Previously if I do not install flash attention, the model will just give out several lines of warning not using it.
import torch
from sentence_transformers import SentenceTransformer
embedder = SentenceTransformer("jinaai/jina-embeddings-v3", trust_remote_code=True)
chunks= [...]
queries = [...]
# Use "convert_to_tensor=True" to keep the tensors on GPU (if available)
chunks_embeddings = embedder.encode(chunks, convert_to_tensor=True, batch_size=1)
# Find the closest 3 sentences of the corpus for each query sentence based on cosine similarity
top_k = min(3, len(chunks))
for query in queries:
query_embedding = embedder.encode(query, convert_to_tensor=True)
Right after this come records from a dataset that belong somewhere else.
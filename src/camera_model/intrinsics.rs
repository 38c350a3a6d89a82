use nalgebra as na;
use serde::{Deserialize, Serialize};

/// Pinhole camera matrix entries.
#[derive(Debug, Clone, Copy, PartialEq, Serialize, Deserialize)]
pub struct Pinhole {
    pub fx: f64,
    pub fy: f64,
    pub cx: f64,
    pub cy: f64,
}

impl Pinhole {
    pub fn new(fx: f64, fy: f64, cx: f64, cy: f64) -> Pinhole {
        Pinhole { fx, fy, cx, cy }
    }

    pub fn matrix(&self) -> na::Matrix3<f64> {
        na::Matrix3::new(
            self.fx, 0.0, self.cx, //
            0.0, self.fy, self.cy, //
            0.0, 0.0, 1.0,
        )
    }
}

/// Interior region kept after rectification, in rectified pixel coordinates.
#[derive(Debug, Clone, Copy, PartialEq, Eq, Serialize, Deserialize)]
pub struct CropRect {
    pub x: u32,
    pub y: u32,
    pub width: u32,
    pub height: u32,
}

/// Calibration of the monocular camera.
///
/// `camera` and `distortion` describe the raw lens (OpenCV radial-tangential
/// `[k1, k2, p1, p2, k3]`). `rectified` is the camera matrix of the
/// undistorted image, and `crop` the border-free window cut out of it.
#[derive(Debug, Clone, PartialEq, Serialize, Deserialize)]
pub struct CameraIntrinsics {
    pub width: u32,
    pub height: u32,
    pub camera: Pinhole,
    pub distortion: [f64; 5],
    pub rectified: Pinhole,
    pub crop: CropRect,
}

impl Default for CameraIntrinsics {
    fn default() -> Self {
        Self {
            width: 640,
            height: 360,
            camera: Pinhole::new(394.83410645, 394.50994873, 304.59488242, 178.66114884),
            distortion: [
                -0.40538686,
                0.18274696,
                0.00449549,
                -0.00054929,
                0.06070349,
            ],
            rectified: Pinhole::new(482.05945726, 479.77705725, 305.34544298, 176.55010834),
            crop: CropRect {
                x: 20,
                y: 25,
                width: 590,
                height: 310,
            },
        }
    }
}

/// Focal length and principal point handed to relative pose recovery.
#[derive(Debug, Clone, Copy, PartialEq)]
pub struct PoseIntrinsics {
    pub focal: f64,
    pub principal_point: (f64, f64),
}

impl PoseIntrinsics {
    pub fn new(focal: f64, principal_point: (f64, f64)) -> PoseIntrinsics {
        PoseIntrinsics {
            focal,
            principal_point,
        }
    }

    /// Pixel to normalized image plane.
    pub fn normalize(&self, p: &glam::Vec2) -> na::Point2<f64> {
        na::Point2::new(
            (p.x as f64 - self.principal_point.0) / self.focal,
            (p.y as f64 - self.principal_point.1) / self.focal,
        )
    }
}

impl CameraIntrinsics {
    /// Intrinsics of the cropped, rectified image.
    ///
    /// The principal point is shifted by the crop offset so that pose
    /// recovery sees the same camera that produced the pixels it matches.
    pub fn pose_intrinsics(&self) -> PoseIntrinsics {
        PoseIntrinsics::new(
            self.rectified.fx,
            (
                self.rectified.cx - self.crop.x as f64,
                self.rectified.cy - self.crop.y as f64,
            ),
        )
    }

    pub fn distortion_params(&self) -> na::DVector<f64> {
        let c = &self.camera;
        let d = &self.distortion;
        na::dvector![c.fx, c.fy, c.cx, c.cy, d[0], d[1], d[2], d[3], d[4]]
    }
}
pub mod generic;
pub mod intrinsics;

pub use intrinsics::{CameraIntrinsics, CropRect, Pinhole, PoseIntrinsics};

use camera_intrinsic_model::{GenericModel, OpenCVModel5};
use image::{DynamicImage, GrayImage};
use nalgebra as na;

use crate::error::{OdometryError, Result};

/// Fixed calibration plus the precomputed rectification maps.
///
/// The maps are built once, so every call to [`CameraModel::rectify`] is a
/// pure lookup followed by a crop.
pub struct CameraModel {
    intrinsics: CameraIntrinsics,
    xmap: na::DMatrix<f32>,
    ymap: na::DMatrix<f32>,
}

impl CameraModel {
    pub fn new(intrinsics: CameraIntrinsics) -> Result<CameraModel> {
        let crop = &intrinsics.crop;
        if intrinsics.width == 0 || intrinsics.height == 0 {
            return Err(OdometryError::EmptyFrame);
        }
        let right = crop.x.checked_add(crop.width);
        let bottom = crop.y.checked_add(crop.height);
        let fits = matches!(
            (right, bottom),
            (Some(r), Some(b)) if r <= intrinsics.width && b <= intrinsics.height
        );
        if crop.width == 0 || crop.height == 0 || !fits {
            return Err(OdometryError::MalformedInput {
                expected: (intrinsics.width, intrinsics.height),
                got: (right.unwrap_or(u32::MAX), bottom.unwrap_or(u32::MAX)),
            });
        }
        let lens = GenericModel::OpenCVModel5(OpenCVModel5::new(
            &intrinsics.distortion_params(),
            intrinsics.width,
            intrinsics.height,
        ));
        let (xmap, ymap) = generic::init_undistort_map(
            &lens,
            &intrinsics.rectified.matrix(),
            (intrinsics.width, intrinsics.height),
        );
        log::debug!(
            "rectification maps ready for {}x{}, crop {:?}",
            intrinsics.width,
            intrinsics.height,
            intrinsics.crop
        );
        Ok(CameraModel {
            intrinsics,
            xmap,
            ymap,
        })
    }

    pub fn intrinsics(&self) -> &CameraIntrinsics {
        &self.intrinsics
    }

    pub fn pose_intrinsics(&self) -> PoseIntrinsics {
        self.intrinsics.pose_intrinsics()
    }

    /// True when a frame of this size can be rectified.
    pub fn expects(&self, width: u32, height: u32) -> bool {
        width == self.intrinsics.width && height == self.intrinsics.height
    }

    pub fn output_size(&self) -> (u32, u32) {
        (self.intrinsics.crop.width, self.intrinsics.crop.height)
    }

    /// Undistorts `raw` and cuts out the crop window.
    ///
    /// `raw` must have the calibration resolution; callers check with
    /// [`CameraModel::expects`] first.
    pub fn rectify(&self, raw: &GrayImage) -> GrayImage {
        debug_assert!(self.expects(raw.width(), raw.height()));
        let undistorted = generic::remap(raw, &self.xmap, &self.ymap);
        let c = &self.intrinsics.crop;
        image::imageops::crop_imm(&undistorted, c.x, c.y, c.width, c.height).to_image()
    }
}

pub fn to_gray(frame: &DynamicImage) -> GrayImage {
    frame.to_luma8()
}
# We use cosine-similarity and torch.topk to find the highest 5 scores
similarity_scores = embedder.similarity(query_embedding, chunks_embeddings)[0]
scores, indices = torch.topk(similarity_scores, k=top_k)
print("\n\033[91m--- Query:", query, "---\033[0m")
print("Top 3 most similar sentences in corpus:")
...
For SentenceTransformers you can set it like this:embedder = SentenceTransformer("jinaai/jina-embeddings-v3", trust_remote_code=True, model_kwargs={'use_flash_attn': False})
For SentenceTransformers you can set it like this:
embedder = SentenceTransformer("jinaai/jina-embeddings-v3", trust_remote_code=True, model_kwargs={'use_flash_attn': False})
Problem solved as suggested. Thanks a lot!